Advertisement

Countywide : Board to Consider Marshal’s Office Plan

Share

The Board of Supervisors on Tuesday will consider a sizable staff reorganization in the county marshal’s office that officials say will save the county $834,000 each year.

The marshal’s office--which handles security in the county’s courtrooms and serves warrants and evictions--drafted the plan, which would eliminate nine jobs while reshuffling a dozen others.

While the plan falls in line with the county’s belt-tightening effort, Marshal Michael S. Carona said the changes were driven by a need to streamline an agency that has grappled with efficiency problems.

Advertisement

“The Reader’s Digest version of this is that we wanted to reduce management positions and put more people on the front line,” Carona said. There’s “not a whole lot of magic to it; it’s just, I like to think, good government.”

A county administrative office study in 1986 said the marshal’s office was mismanaged and understaffed, an assessment Carona said he found true when he took over the department in 1987. Some changes were made, but an outside consultant was hired in 1992 to recommend more.

“It just seemed to us there was a better way to do business,” said Carona, whose department has 456 employees, 361 of them peace officers.

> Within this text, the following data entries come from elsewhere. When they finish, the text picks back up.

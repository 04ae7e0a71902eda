//! Abstract Syntax Tree
//!
//! Immutable once parsed. Every node records the span it came from so
//! runtime errors can point back into the source.

use liftscript_core::{ArithOp, CmpOp, Position, Weight};
use serde::{Deserialize, Serialize};

/// Source range of a token or node. `offset` and `len` count characters.
#[derive(Debug, Clone, Copy, PartialEq, Eq, Default, Serialize, Deserialize)]
pub struct Span {
    pub offset: usize,
    pub len: usize,
    pub line: usize,
    pub column: usize,
}

impl Span {
    pub fn position(&self) -> Position {
        Position::new(self.offset, self.line, self.column)
    }

    /// Span from the start of `self` to the end of `other`
    pub fn to(&self, other: Span) -> Span {
        let end = (other.offset + other.len).max(self.offset + self.len);
        Span { len: end - self.offset, ..*self }
    }
}

#[derive(Debug, Clone, PartialEq, Serialize, Deserialize)]
pub struct Program {
    pub statements: Vec<Stmt>,
    pub span: Span,
}

#[derive(Debug, Clone, PartialEq, Serialize, Deserialize)]
pub struct Block {
    pub statements: Vec<Stmt>,
    pub span: Span,
}

#[derive(Debug, Clone, PartialEq, Serialize, Deserialize)]
pub struct Stmt {
    pub kind: StmtKind,
    pub span: Span,
}

#[derive(Debug, Clone, PartialEq, Serialize, Deserialize)]
pub enum StmtKind {
    Expr(Expr),
    /// `target = value`; compound assignments arrive desugared
    Assign { target: String, value: Expr },
    If { cond: Expr, then_block: Block, else_branch: Option<ElseBranch> },
    /// `for (var from a to b) { ... }`, inclusive
    For { var: String, from: Expr, to: Expr, body: Block },
    While { cond: Expr, body: Block },
    Return(Expr),
}

impl StmtKind {
    /// Statements closed by a brace need no separator after them
    pub fn ends_with_block(&self) -> bool {
        matches!(self, StmtKind::If { .. } | StmtKind::For { .. } | StmtKind::While { .. })
    }
}

#[derive(Debug, Clone, PartialEq, Serialize, Deserialize)]
pub enum ElseBranch {
    Block(Block),
    If(Box<Stmt>),
}

#[derive(Debug, Clone, PartialEq, Serialize, Deserialize)]
pub struct Expr {
    pub kind: ExprKind,
    pub span: Span,
}

#[derive(Debug, Clone, PartialEq, Serialize, Deserialize)]
pub enum ExprKind {
    Literal(Literal),
    /// Plain or dotted name (`w`, `state.weight`)
    Ident(String),
    Unary(UnaryOp, Box<Expr>),
    Binary(Box<Expr>, ArithOp, Box<Expr>),
    Logical(Box<Expr>, LogicalOp, Box<Expr>),
    /// `a < b <= c` holds when every adjacent pair holds
    Compare { first: Box<Expr>, rest: Vec<(CmpOp, Expr)> },
    Call { name: String, args: Vec<Expr> },
    /// `cond ? then : otherwise`
    Conditional { cond: Box<Expr>, then: Box<Expr>, otherwise: Box<Expr> },
}

#[derive(Debug, Clone, PartialEq, Serialize, Deserialize)]
pub enum Literal {
    Number(f64),
    Weight(Weight),
    Bool(bool),
    Text(String),
}

#[derive(Debug, Clone, Copy, PartialEq, Eq, Serialize, Deserialize)]
pub enum UnaryOp { Neg, Plus, Not }

#[derive(Debug, Clone, Copy, PartialEq, Eq, Serialize, Deserialize)]
pub enum LogicalOp { And, Or }
//! Weight units and the weight quantity

use serde::{Deserialize, Serialize};
use std::fmt;
use std::str::FromStr;
use thiserror::Error;

/// Pounds per kilogram
pub const LB_PER_KG: f64 = 2.204_622_621_85;

/// Tolerance used when comparing weights after unit normalization
pub const WEIGHT_EPSILON: f64 = 1e-9;

/// Error type for unit parsing
#[derive(Debug, Clone, PartialEq, Error)]
pub enum UnitError {
    #[error("Unknown unit: {0}")]
    Unknown(String),
}

/// Unit system for weights
#[derive(Debug, Clone, Copy, PartialEq, Eq, Hash, Serialize, Deserialize)]
#[serde(rename_all = "lowercase")]
pub enum Unit {
    Lb,
    Kg,
}

impl Unit {
    pub fn symbol(&self) -> &'static str {
        match self {
            Unit::Lb => "lb",
            Unit::Kg => "kg",
        }
    }

    /// Recognize a literal suffix (`lb`, `lbs`, `kg`)
    pub fn from_suffix(s: &str) -> Option<Unit> {
        match s {
            "lb" | "lbs" => Some(Unit::Lb),
            "kg" => Some(Unit::Kg),
            _ => None,
        }
    }
}

impl FromStr for Unit {
    type Err = UnitError;

    fn from_str(s: &str) -> Result<Self, Self::Err> {
        Unit::from_suffix(&s.trim().to_ascii_lowercase())
            .ok_or_else(|| UnitError::Unknown(s.to_string()))
    }
}

impl fmt::Display for Unit {
    fn fmt(&self, f: &mut fmt::Formatter<'_>) -> fmt::Result {
        f.write_str(self.symbol())
    }
}

/// A magnitude tagged with a unit
#[derive(Debug, Clone, Copy, PartialEq, Serialize, Deserialize)]
pub struct Weight {
    pub value: f64,
    pub unit: Unit,
}

impl Weight {
    pub fn new(value: f64, unit: Unit) -> Self {
        Self { value, unit }
    }

    pub fn lb(value: f64) -> Self {
        Self::new(value, Unit::Lb)
    }

    pub fn kg(value: f64) -> Self {
        Self::new(value, Unit::Kg)
    }

    /// Express this weight in another unit
    pub fn convert_to(&self, unit: Unit) -> Weight {
        let value = match (self.unit, unit) {
            (Unit::Lb, Unit::Lb) | (Unit::Kg, Unit::Kg) => self.value,
            (Unit::Kg, Unit::Lb) => self.value * LB_PER_KG,
            (Unit::Lb, Unit::Kg) => self.value / LB_PER_KG,
        };
        Weight::new(value, unit)
    }

    /// Compare two weights after converting `other` into this unit
    pub fn approx_eq(&self, other: &Weight) -> bool {
        let other = other.convert_to(self.unit);
        let scale = self.value.abs().max(other.value.abs()).max(1.0);
        (self.value - other.value).abs() <= WEIGHT_EPSILON * scale
    }

    pub fn is_zero(&self) -> bool {
        self.value == 0.0
    }

    /// Apply a function to the magnitude, keeping the unit
    pub fn map(self, f: impl FnOnce(f64) -> f64) -> Weight {
        Weight::new(f(self.value), self.unit)
    }
}

impl fmt::Display for Weight {
    fn fmt(&self, f: &mut fmt::Formatter<'_>) -> fmt::Result {
        write!(f, "{}{}", format_magnitude(self.value), self.unit)
    }
}

/// Render a float without a trailing `.0` for whole values
pub fn format_magnitude(value: f64) -> String {
    if value.fract() == 0.0 && value.abs() < 1e15 {
        format!("{}", value as i64)
    } else {
        let s = format!("{:.6}", value);
        s.trim_end_matches('0').trim_end_matches('.').to_string()
    }
}

#[cfg(test)]
mod tests {
    use super::*;

    #[test]
    fn test_convert_round_trip() {
        let w = Weight::kg(100.0);
        let back = w.convert_to(Unit::Lb).convert_to(Unit::Kg);
        assert!((back.value - 100.0).abs() < 1e-9);
    }

    #[test]
    fn test_approx_eq_across_units() {
        assert!(Weight::kg(1.0).approx_eq(&Weight::lb(LB_PER_KG)));
        assert!(!Weight::kg(1.0).approx_eq(&Weight::lb(2.0)));
    }

    #[test]
    fn test_unit_from_str() {
        assert_eq!("KG".parse::<Unit>(), Ok(Unit::Kg));
        assert_eq!("lbs".parse::<Unit>(), Ok(Unit::Lb));
        assert!("stone".parse::<Unit>().is_err());
    }

    #[test]
    fn test_display() {
        assert_eq!(Weight::lb(135.0).to_string(), "135lb");
        assert_eq!(Weight::kg(62.5).to_string(), "62.5kg");
    }
}
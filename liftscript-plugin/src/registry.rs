//! Function Registry
//!
//! The function table handed to the evaluator for one call. Names are
//! matched case-insensitively; later registrations override earlier ones.

use crate::{EvalContext, FunctionMeta, FunctionPlugin};
use liftscript_core::{ScriptError, Value};
use serde_json::{json, Value as JsonValue};
use std::collections::{HashMap, HashSet};
use std::sync::Arc;

/// Table of callable functions
#[derive(Clone, Default)]
pub struct FunctionRegistry {
    functions: HashMap<String, Arc<dyn FunctionPlugin>>,
}

impl FunctionRegistry {
    pub fn new() -> Self {
        Self { functions: HashMap::new() }
    }

    pub fn with_function<F: FunctionPlugin + 'static>(mut self, f: F) -> Self {
        self.register(f);
        self
    }

    pub fn register<F: FunctionPlugin + 'static>(&mut self, f: F) {
        let name = f.meta().name.to_lowercase();
        self.functions.insert(name, Arc::new(f));
    }

    pub fn get_function(&self, name: &str) -> Option<&dyn FunctionPlugin> {
        self.functions.get(&name.to_lowercase()).map(|f| f.as_ref())
    }

    pub fn contains(&self, name: &str) -> bool {
        self.functions.contains_key(&name.to_lowercase())
    }

    pub fn len(&self) -> usize {
        self.functions.len()
    }

    pub fn is_empty(&self) -> bool {
        self.functions.is_empty()
    }

    /// Look up `name`, check the argument count, then call it
    pub fn call_function(&self, name: &str, args: &[Value], ctx: &EvalContext) -> Result<Value, ScriptError> {
        let f = match self.get_function(name) {
            Some(f) => f,
            None => {
                let similar = self.find_similar_functions(name);
                let mut err = ScriptError::undefined_func(name);
                if !similar.is_empty() {
                    let suggestions: Vec<&str> = similar.iter().take(5).map(|s| s.as_str()).collect();
                    err = err.with_suggestion(format!("Similar: {}", suggestions.join(", ")));
                }
                return Err(err);
            }
        };

        let meta = f.meta();
        if !meta.arity.accepts(args.len()) {
            return Err(ScriptError::arg_count(meta.name, meta.arity, args.len())
                .with_suggestion(format!("Usage: {}", meta.usage)));
        }

        tracing::trace!(function = meta.name, argc = args.len(), "calling function");
        f.call(args, ctx)
    }

    /// Find function names similar to the given name (for error suggestions)
    fn find_similar_functions(&self, name: &str) -> Vec<String> {
        let name_lower = name.to_lowercase();
        let mut matches: Vec<(String, usize)> = self.functions.iter()
            .filter_map(|(key, f)| {
                let score = Self::similarity_score(&name_lower, key);
                if score > 0 {
                    Some((f.meta().name.to_string(), score))
                } else {
                    None
                }
            })
            .collect();

        // Higher score first, then alphabetical for a stable order
        matches.sort_by(|a, b| b.1.cmp(&a.1).then_with(|| a.0.cmp(&b.0)));
        matches.into_iter().map(|(name, _)| name).collect()
    }

    fn similarity_score(query: &str, candidate: &str) -> usize {
        let mut score = 0;

        if candidate.starts_with(query) {
            score += 100;
        } else if candidate.contains(query) {
            score += 50;
        } else if query.contains(candidate) {
            score += 30;
        }

        let query_chars: HashSet<char> = query.chars().collect();
        let candidate_chars: HashSet<char> = candidate.chars().collect();
        let common = query_chars.intersection(&candidate_chars).count();

        // Require most of the query's letters before anything counts
        if score == 0 && common * 3 < query_chars.len() * 2 {
            return 0;
        }
        score += common * 2;

        let len_diff = query.len().abs_diff(candidate.len());
        if len_diff < 5 && score > 0 {
            score += 5 - len_diff;
        }

        score
    }

    // ========== Introspection ==========

    pub fn help(&self, name: &str) -> Option<JsonValue> {
        self.get_function(name).map(|f| Self::function_to_help(&f.meta()))
    }

    fn function_to_help(meta: &FunctionMeta) -> JsonValue {
        json!({
            "name": meta.name,
            "description": meta.description,
            "usage": meta.usage,
            "arity": meta.arity.to_string(),
            "args": meta.args,
            "returns": meta.returns,
            "examples": meta.examples,
            "category": meta.category,
        })
    }

    /// Summaries of every function, optionally limited to one category,
    /// sorted by name
    pub fn list_functions(&self, category: Option<&str>) -> Vec<JsonValue> {
        let mut metas: Vec<FunctionMeta> = self.functions.values()
            .map(|f| f.meta())
            .filter(|m| category.map_or(true, |c| m.category == c))
            .collect();
        metas.sort_by_key(|m| m.name);
        metas.into_iter()
            .map(|m| json!({
                "name": m.name,
                "description": m.description,
                "usage": m.usage,
                "category": m.category,
            }))
            .collect()
    }
}

impl std::fmt::Debug for FunctionRegistry {
    fn fmt(&self, f: &mut std::fmt::Formatter<'_>) -> std::fmt::Result {
        let mut names: Vec<&String> = self.functions.keys().collect();
        names.sort();
        f.debug_struct("FunctionRegistry").field("functions", &names).finish()
    }
}

#[cfg(test)]
mod tests {
    use super::*;
    use crate::{ArgMeta, Arity};
    use liftscript_core::codes;

    struct Double;

    static DOUBLE_ARGS: [ArgMeta; 1] = [ArgMeta::required("x", "Number", "Value to double")];

    impl FunctionPlugin for Double {
        fn meta(&self) -> FunctionMeta {
            FunctionMeta {
                name: "double",
                description: "Twice the value",
                usage: "double(x)",
                arity: Arity::Exact(1),
                args: &DOUBLE_ARGS,
                returns: "Number",
                examples: &["double(2)"],
                category: "test",
            }
        }

        fn call(&self, args: &[Value], _ctx: &EvalContext) -> Result<Value, ScriptError> {
            args[0].arith(liftscript_core::ArithOp::Mul, &Value::Number(2.0))
        }
    }

    fn ctx(registry: FunctionRegistry) -> EvalContext {
        EvalContext::new(Arc::new(registry))
    }

    #[test]
    fn test_call_case_insensitive() {
        let c = ctx(FunctionRegistry::new().with_function(Double));
        let r = c.registry.call_function("DOUBLE", &[Value::Number(21.0)], &c).unwrap();
        assert_eq!(r, Value::Number(42.0));
    }

    #[test]
    fn test_arity_checked_before_call() {
        let c = ctx(FunctionRegistry::new().with_function(Double));
        let err = c.registry.call_function("double", &[], &c).unwrap_err();
        assert_eq!(err.code, codes::ARG_COUNT);
        assert_eq!(err.message, "double() expects 1 arguments, got 0");
    }

    #[test]
    fn test_unknown_function_suggests() {
        let c = ctx(FunctionRegistry::new().with_function(Double));
        let err = c.registry.call_function("doubel", &[Value::Number(1.0)], &c).unwrap_err();
        assert_eq!(err.code, codes::UNDEFINED_FUNC);
        assert!(err.suggestion.unwrap().contains("double"));
    }

    #[test]
    fn test_list_and_help() {
        let registry = FunctionRegistry::new().with_function(Double);
        assert_eq!(registry.list_functions(Some("test")).len(), 1);
        assert!(registry.list_functions(Some("math")).is_empty());
        let help = registry.help("double").unwrap();
        assert_eq!(help["usage"], "double(x)");
        assert!(registry.help("nope").is_none());
    }

    #[test]
    fn test_arity_accepts() {
        assert!(Arity::AtLeast(2).accepts(5));
        assert!(!Arity::AtLeast(2).accepts(1));
        assert!(Arity::Range(0, 1).accepts(0));
        assert!(!Arity::Range(0, 1).accepts(2));
    }
}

The plan before the supervisors would delete four of the 13 court services officers assigned to security at the county Superior Court and Municipal Court in Santa Ana.

Those four positions will become expendable when a new electronic security system is installed at the courthouse, administrative manager Gloria Gunton said.

The marshal’s office, freed up by a new Department of Motor Vehicles procedure that holds driver’s licenses when defendants fail to appear for certain traffic offenses, would also scale back its number of civilian process servers by five. Two clerks would also be cut because of the paperwork reduction, Gunton said.

Advertisement

Some shifting of duties is also included in the plan, such as putting court services officers, who are paid less and trained less than full-fledged peace officers, on bailiff duty in civil courtrooms. Two administrative posts will also be filled by a civilian and a lower-ranking officer to trim salary costs.